Having trouble bending, breaking, or wearing bins out too soon? Sick of spending money on bins only to constantly repair bent top rails and wall punctures?
With around double the tensile strength and wear resistance of 250-grade mild steel, 450-grade quenched and tempered plate, Hardox or Bisalloy (as they’re commonly referred to) are viable upgrades for high-impact or high-wear situations.
Demolition recyclables like concrete and bricks can be a real killer for mild steel hooklift bins, especially when loaded by an overzealous operator. Large dents and puncture holes are common problems, along with the constant abrasion from dumping masonry productions, which simply wears the mild steel away.

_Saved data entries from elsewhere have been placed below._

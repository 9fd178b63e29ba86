//! Train/evaluate/refit orchestration.
//!
//! 1. Stratified split of the labeled corpus.
//! 2. Fit a fresh pipeline on the training partition only.
//! 3. Score the held-out partition.
//! 4. Drop that pipeline and refit a new one on every post.
//!
//! The returned pipeline is the full-corpus refit. The metrics describe the
//! evaluation-split pipeline, which is never returned; see
//! [`EvaluationReport::caveat`].

use brandpulse_core::{AppConfig, Post, Sentiment};
use serde::Serialize;

use crate::classifier::{ClassifierConfig, FitReport};
use crate::error::SentimentError;
use crate::features::FeatureConfig;
use crate::metrics::{ClassificationReport, ConfusionMatrix};
use crate::pipeline::{PipelineConfig, SentimentPipeline};
use crate::split::stratified_split;

pub const METRICS_CAVEAT: &str = "metrics were measured on a pipeline fitted to the training \
     split only; the delivered pipeline was refit on the full corpus and has not itself been \
     evaluated on held-out data";

#[derive(Debug, Clone, Copy, PartialEq)]
pub struct TrainingConfig {
    pub seed: u64,
    /// Held-out share of each class.
    pub test_fraction: f64,
    pub pipeline: PipelineConfig,
}

impl Default for TrainingConfig {
    fn default() -> Self {
        Self {
            seed: 42,
            test_fraction: 0.2,
            pipeline: PipelineConfig::default(),
        }
    }
}

impl TrainingConfig {
    #[must_use]
    pub fn from_app_config(config: &AppConfig) -> Self {
        Self {
            seed: config.seed,
            test_fraction: config.test_fraction,
            pipeline: PipelineConfig {
                features: FeatureConfig {
                    min_df: config.min_df,
                    max_df: config.max_df,
                },
                classifier: ClassifierConfig {
                    regularization_c: config.regularization_c,
                    max_iter: config.max_iter,
                    tolerance: config.tolerance,
                },
            },
        }
    }
}

#[derive(Debug, Clone, PartialEq, Serialize)]
pub struct EvaluationReport {
    pub train_size: usize,
    pub test_size: usize,
    pub accuracy: f64,
    pub confusion: ConfusionMatrix,
    pub classification: ClassificationReport,
    /// Optimiser outcome for the evaluation-split fit.
    pub fit: FitReport,
    pub caveat: &'static str,
}

#[derive(Debug, Clone)]
pub struct TrainingOutcome {
    pub evaluation: EvaluationReport,
    /// Fitted on every post; this is what gets persisted.
    pub pipeline: SentimentPipeline,
    pub refit: FitReport,
}

/// Run the full protocol over `posts`.
///
/// # Errors
///
/// Returns [`SentimentError::InsufficientData`] from the split before any
/// fitting happens, or any error raised while fitting either pipeline.
pub fn train_and_evaluate(
    posts: &[Post],
    config: &TrainingConfig,
) -> Result<TrainingOutcome, SentimentError> {
    let texts: Vec<&str> = posts.iter().map(|p| p.text.as_str()).collect();
    let labels: Vec<Sentiment> = posts.iter().map(|p| p.sentiment).collect();

    let split = stratified_split(&labels, config.test_fraction, config.seed)?;
    let pick_texts = |rows: &[usize]| rows.iter().map(|&i| texts[i]).collect::<Vec<&str>>();
    let pick_labels = |rows: &[usize]| rows.iter().map(|&i| labels[i]).collect::<Vec<_>>();

    let evaluation = {
        let mut pipeline = SentimentPipeline::new(config.pipeline);
        let fit = pipeline.fit(&pick_texts(&split.train), &pick_labels(&split.train))?;

        let truth = pick_labels(&split.test);
        let predicted = pipeline.predict(&pick_texts(&split.test))?;
        let confusion = ConfusionMatrix::from_labels(&truth, &predicted)?;
        let classification = ClassificationReport::from_confusion(&confusion);

        tracing::info!(
            train = split.train.len(),
            test = split.test.len(),
            accuracy = confusion.accuracy(),
            "held-out evaluation complete"
        );

        EvaluationReport {
            train_size: split.train.len(),
            test_size: split.test.len(),
            accuracy: confusion.accuracy(),
            confusion,
            classification,
            fit,
            caveat: METRICS_CAVEAT,
        }
    };

    let mut pipeline = SentimentPipeline::new(config.pipeline);
    let refit = pipeline.fit(&texts, &labels)?;
    tracing::info!(documents = texts.len(), "refit on full corpus complete");

    Ok(TrainingOutcome {
        evaluation,
        pipeline,
        refit,
    })
}

#[cfg(test)]
#[path = "training_test.rs"]
mod tests;
use brandpulse_core::Sentiment;
use thiserror::Error;

#[derive(Debug, Error)]
pub enum SentimentError {
    /// A class cannot be represented in both partitions of the split.
    #[error(
        "insufficient data for {label}: {count} examples cannot be split into non-empty train and held-out partitions"
    )]
    InsufficientData { label: Sentiment, count: usize },

    #[error("feature extraction error: {0}")]
    Features(String),

    #[error("texts and labels differ in length: {texts} texts, {labels} labels")]
    LengthMismatch { texts: usize, labels: usize },

    #[error("pipeline has not been fitted")]
    NotFitted,

    #[error("aggregation invariant violated for brand '{brand}': {reason}")]
    Aggregation { brand: String, reason: String },

    #[error("model artifact error: {0}")]
    Artifact(#[from] serde_json::Error),

    /// A model artifact parsed but its parts disagree on dimensions.
    #[error("inconsistent model artifact: {0}")]
    InvalidArtifact(String),

    #[error("CSV error: {0}")]
    Csv(#[from] csv::Error),

    #[error("I/O error on {path}: {source}")]
    Io {
        path: String,
        #[source]
        source: std::io::Error,
    },
}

Another application for the 450-grade plate is in transfer station bins, especially when they are being hauled long distances to the dumping site. In these cases, maximising net load weights can be critical to the success of the contract. This often results in bins being packed hard with an excavator. Again, this quickly results in dents and holes, when mild steel bins are used. Over the term of a 3- or 5-year contract, the maintenance costs often far outweigh the initial extra cost of upgrading to Hardox or Bisalloy.
Not all “Hardox bins” are the same either. Some are made with just Hardox walls, with floor and door sheets supported by RHS sections. Others include folded Hardox wall top sections, front beam, and rear columns, like the bin in this photo.
There are several videos online, like this one that shows the amazing flexibility of a 450-grade wall sheet and top rail combination (skip to about half way through for the really impressive footage.)
RHS does not have the same ability to give under impact and spring back into place, and it therefore limits the advantages of Hardox wall sheets when they are paired with RHS top rails. Also, since they are the most likely to be hit by an ill-directed loader, upgrading to Hardox 450 top rail sections reduces the chances of them getting bent or bowed.
While it certainly is more expensive, a 450-grade QT plate is definitely worth consideration if your mild steel bins aren’t cutting it. Subsequently, in a lot of high-impact situations, the extra cost over mild steel pays off within a few years.